The conduct of which Clark complains consists of Lt. Phillips denying her certain privileges, calling her stupid, and yelling at her in an overzealous manner. Although Clark alleges that the Jail tolerated a culture in which male superiors propositioned female recruits, she has provided no evidence to support this allegation. Other than Clark's own statements, Officer Finn's declaration is the only supporting evidence that Clark has submitted. But Officer Finn's declaration provides little support for Clark's contention that the abuse was because of sex. Officer Finn states:
Pam talked with me alot [sic] about how she felt uncomfortable around Lt. Phillips. She spoke with me several times in regards to how she felt threatened when she was around him due to constant verbal abuse. . . . I understood what she was going through because [Lt. Phillips] had treated me the same way when I first started working at the jail. The mistreatment lasted for a year.R. 197-98. Other than the fact that Officer Finn is a woman, nothing in this statement suggests that Lt. Phillips's behavior was motivated by animus toward women. See Gilliam, 474 F.3d at 142 & n.9 (explaining that witness testimony lacking specifics on how supervisor used plaintiff's race to treat her differently failed to support plaintiff's conclusory statements that race motived her adverse treatment). This is particularly true in light of the fact that Lt. Phillips's adverse treatment of Officer Finn subsided after a year.

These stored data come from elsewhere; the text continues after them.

//! Command parsing and execution. One line in, zero or more `fanout` calls
//! and registry mutations out; the dispatcher never returns an error to its
//! caller — every failure mode is reported to the initiating client as a
//! `[system]` line, and the session continues.

use crate::broker::{BrokerState, ChangeRoomOutcome, CreateRoomOutcome, DeleteRoomOutcome};
use crate::fanout;
use crate::handle::ClientId;
use crate::registry::{RenameOutcome, LOBBY};

#[derive(Debug, PartialEq, Eq)]
enum Command<'a> {
    Name(&'a str),
    Msg(&'a str, &'a str),
    Rooms,
    Create(&'a str, Option<&'a str>),
    Join(&'a str, Option<&'a str>),
    Leave,
    Delete(&'a str),
    Unknown(&'a str),
    Chat(&'a str),
}

fn parse(line: &str) -> Command<'_> {
    if !line.starts_with('/') {
        return Command::Chat(line);
    }

    let mut head = line.splitn(2, ' ');
    let cmd = head.next().unwrap_or("");
    let rest = head.next().unwrap_or("").trim();

    match cmd {
        "/name" => Command::Name(rest),
        "/msg" => {
            let mut parts = rest.splitn(2, ' ');
            let user = parts.next().unwrap_or("");
            let text = parts.next().unwrap_or("").trim();
            Command::Msg(user, text)
        }
        "/rooms" => Command::Rooms,
        "/create" => {
            let mut parts = rest.splitn(2, ' ');
            let name = parts.next().unwrap_or("");
            let password = parts.next().map(str::trim).filter(|s| !s.is_empty());
            Command::Create(name, password)
        }
        "/join" => {
            let mut parts = rest.splitn(2, ' ');
            let name = parts.next().unwrap_or("");
            let password = parts.next().map(str::trim).filter(|s| !s.is_empty());
            Command::Join(name, password)
        }
        "/leave" => Command::Leave,
        "/delete" => Command::Delete(rest),
        other => Command::Unknown(other),
    }
}

fn reply_system(broker: &BrokerState, handle: ClientId, text: &str) {
    broker.clients.send_to(handle, &format!("[system] {text}"));
}

/// Runs one line from `handle` to completion. Never blocks on I/O beyond the
/// registries' own non-blocking sends.
pub fn dispatch(broker: &BrokerState, handle: ClientId, line: &str) {
    match parse(line) {
        Command::Name(new_name) => handle_name(broker, handle, new_name),
        Command::Msg(user, text) => handle_msg(broker, handle, user, text),
        Command::Rooms => fanout::push_catalogue_to_one(&broker.rooms, &broker.clients, handle),
        Command::Create(name, password) => handle_create(broker, handle, name, password),
        Command::Join(name, password) => handle_join(broker, handle, name, password),
        Command::Leave => handle_leave(broker, handle),
        Command::Delete(name) => handle_delete(broker, handle, name),
        Command::Unknown(cmd) => reply_system(broker, handle, &format!("Unknown command: {cmd}")),
        Command::Chat(text) => handle_chat(broker, handle, text),
    }
}

fn handle_name(broker: &BrokerState, handle: ClientId, new_name: &str) {
    match broker.clients.rename(handle, new_name) {
        RenameOutcome::Renamed { old_name } => {
            let line = format!("[system] {old_name} is now known as {new_name}.");
            fanout::global_broadcast(&broker.clients, &line, None);
            broker.log.record(format!("rename: {old_name} -> {new_name}"));
        }
        RenameOutcome::Empty => reply_system(broker, handle, "Name cannot be empty."),
        RenameOutcome::Duplicate => reply_system(broker, handle, "Name already in use."),
        RenameOutcome::NotFound => {}
    }
}

fn handle_msg(broker: &BrokerState, handle: ClientId, user: &str, text: &str) {
    if user.is_empty() || text.is_empty() {
        reply_system(broker, handle, "Usage: /msg <user> <message>");
        return;
    }

    let Some(sender) = broker.clients.get(handle) else {
        return;
    };

    if fanout::deliver_private(&broker.clients, handle, &sender.name, user, text) {
        broker
            .log
            .record(format!("private message: {} -> {user}", sender.name));
    } else {
        reply_system(broker, handle, &format!("User not found: {user}"));
    }
}

fn handle_create(broker: &BrokerState, handle: ClientId, name: &str, password: Option<&str>) {
    if name.is_empty() {
        reply_system(broker, handle, "Usage: /create <room> [password]");
        return;
    }

    match broker.create_and_join(handle, name, password.map(str::to_string)) {
        CreateRoomOutcome::Created { to, .. } => {
            fanout::push_catalogue_to_all(&broker.rooms, &broker.clients);
            broker.clients.send_to(handle, &format!("ROOM|{to}"));
            reply_system(broker, handle, &format!("Room created and joined: {to}"));
            broker.log.record(format!("room create: {to}"));
        }
        CreateRoomOutcome::AlreadyExists => reply_system(broker, handle, "Room already exists."),
    }
}

fn handle_join(broker: &BrokerState, handle: ClientId, name: &str, password: Option<&str>) {
    if name.is_empty() {
        reply_system(broker, handle, "Usage: /join <room> [password]");
        return;
    }

    apply_room_change(broker, handle, name, password.unwrap_or(""));
}

fn handle_leave(broker: &BrokerState, handle: ClientId) {
    apply_room_change(broker, handle, LOBBY, "");
}

/// Shared tail of `/join` and `/leave`: both resolve to the same
/// leave-then-join-then-notify sequence, just with a different target.
fn apply_room_change(broker: &BrokerState, handle: ClientId, target: &str, password: &str) {
    match broker.change_room(handle, target, password) {
        ChangeRoomOutcome::Joined { from, to } => {
            let mover_name = broker
                .clients
                .get(handle)
                .map(|s| s.name)
                .unwrap_or_default();

            fanout::room_broadcast(
                &broker.rooms,
                &broker.clients,
                &from,
                &format!("[system] {mover_name} left the room."),
                Some(handle),
            );
            fanout::room_broadcast(
                &broker.rooms,
                &broker.clients,
                &to,
                &format!("[system] {mover_name} joined the room."),
                Some(handle),
            );
            broker.clients.send_to(handle, &format!("ROOM|{to}"));
            broker
                .log
                .record(format!("room change: {mover_name} {from} -> {to}"));
        }
        ChangeRoomOutcome::AlreadyThere => {
            let text = if target == LOBBY {
                "You are already in the Lobby.".to_string()
            } else {
                format!("You are already in {target}.")
            };
            reply_system(broker, handle, &text);
        }
        ChangeRoomOutcome::Unavailable => {
            reply_system(broker, handle, "Unable to join room. Check name or password.");
        }
    }
}

fn handle_delete(broker: &BrokerState, handle: ClientId, name: &str) {
    if name.is_empty() {
        reply_system(broker, handle, "Usage: /delete <room>");
        return;
    }

    match broker.delete_room(name, handle) {
        DeleteRoomOutcome::Deleted { migrated } => {
            for member in migrated {
                broker.clients.send_to(member, &format!("ROOM|{LOBBY}"));
                broker.clients.send_to(
                    member,
                    "[system] Room deleted. You have been moved to Lobby.",
                );
            }
            fanout::push_catalogue_to_all(&broker.rooms, &broker.clients);
            broker.log.record(format!("room delete: {name}"));
        }
        DeleteRoomOutcome::NotFound => {
            reply_system(broker, handle, &format!("Room not found: {name}"))
        }
        DeleteRoomOutcome::NotOwner => {
            reply_system(broker, handle, "Only the room owner can delete it.")
        }
        DeleteRoomOutcome::IsLobby => reply_system(broker, handle, "The Lobby cannot be deleted."),
    }
}

fn handle_chat(broker: &BrokerState, handle: ClientId, text: &str) {
    let Some(sender) = broker.clients.get(handle) else {
        return;
    };

    let line = format!("[{}] {}: {text}", sender.room, sender.name);
    fanout::room_broadcast(&broker.rooms, &broker.clients, &sender.room, &line, None);
    broker
        .log
        .record(format!("room chat: {} in {}", sender.name, sender.room));
}

#[cfg(test)]
mod tests {
    use super::*;

    #[test]
    fn parses_commands_and_chat() {
        assert_eq!(parse("/name alice"), Command::Name("alice"));
        assert_eq!(parse("/msg bob hello there"), Command::Msg("bob", "hello there"));
        assert_eq!(parse("/rooms"), Command::Rooms);
        assert_eq!(parse("/create chess secret"), Command::Create("chess", Some("secret")));
        assert_eq!(parse("/create chess"), Command::Create("chess", None));
        assert_eq!(parse("/join chess secret"), Command::Join("chess", Some("secret")));
        assert_eq!(parse("/leave"), Command::Leave);
        assert_eq!(parse("/delete chess"), Command::Delete("chess"));
        assert_eq!(parse("/xyzzy"), Command::Unknown("/xyzzy"));
        assert_eq!(parse("hello world"), Command::Chat("hello world"));
    }

    #[test]
    fn msg_without_a_message_has_no_trailing_whitespace() {
        assert_eq!(parse("/msg bob"), Command::Msg("bob", ""));
    }
}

WTRJA, on the other hand, has demonstrated that Lt. Phillips has difficulty controlling his temper and behaving in a professional manner toward men and women alike. It has submitted evidence that Lt. Phillips received a Letter of Warning on October 30, 2007, for losing his temper and making derogatory statements to male and female subordinates. R. 320. On July 14, 2008, Lt. Phillips received a Notice of Intent to Suspend from Duty Without Pay for yelling at his male supervisor. R. 322-23. On February 4, 2009, Lt. Phillips received a second Letter of Intent to Suspend for arguing with the Jail's medical supervisor and losing his temper on the phone with the Jail's superintendent, both of whom are men. R. 328. Lt. Phillips was never disciplined for exhibiting hostility based on sex. R. 315.
This is not a case in which a jury, presented with a record demonstrating a workplace contaminated with explicit and derogatory references to women, could infer that the plaintiff's adverse treatment was because of sex. See, e.g., Moby-Grant, 630 F.3d at 334. Rather, the record in this case contains no evidence, other than Clark's own statements, that such an environment existed at the Jail. See Gilliam, 474 F.3d at 142. Moreover, the evidence Clark has presented fails to raise a reasonable inference that Lt. Phillips would not have treated Clark in an abusive manner but for the fact that she is a woman.
WTRJA has argued that Clark's evidence is insufficient to support her hostile work environment sexual harassment claim. Having thoroughly reviewed the record, the Court can identify no more than a scintilla of evidence in support of this claim. Accordingly, WTRJA is entitled to summary judgment on Clark's hostile work environment sexual harassment claim.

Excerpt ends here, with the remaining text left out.